- Problem description -
In the records below, one line contains "from another origin". Print that line and every line after it exactly, down to the final one.

(Saved data entries)

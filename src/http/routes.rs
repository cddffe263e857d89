use super::handlers;
use super::state::AppState;
use axum::{
    routing::{get, post},
    Router,
};
use tower_http::cors::CorsLayer;
use tower_http::trace::TraceLayer;

/// Create the HTTP router with all routes
pub fn create_router(state: AppState) -> Router {
    Router::new()
        // Health check
        .route("/health", get(handlers::health_check))
        // Call state
        .route("/call", get(handlers::get_call))
        .route("/call/transcript", get(handlers::get_transcript))
        // Call control
        .route("/call/start", post(handlers::start_call))
        .route("/call/stop", post(handlers::stop_call))
        // Browser front ends are served from another origin
        .layer(CorsLayer::permissive())
        // Add tracing middleware for request logging
        .layer(TraceLayer::new_for_http())
        .with_state(state)
}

- Answer section -
        // Browser front ends are served from another origin
        .layer(CorsLayer::permissive())
        // Add tracing middleware for request logging
        .layer(TraceLayer::new_for_http())
        .with_state(state)
}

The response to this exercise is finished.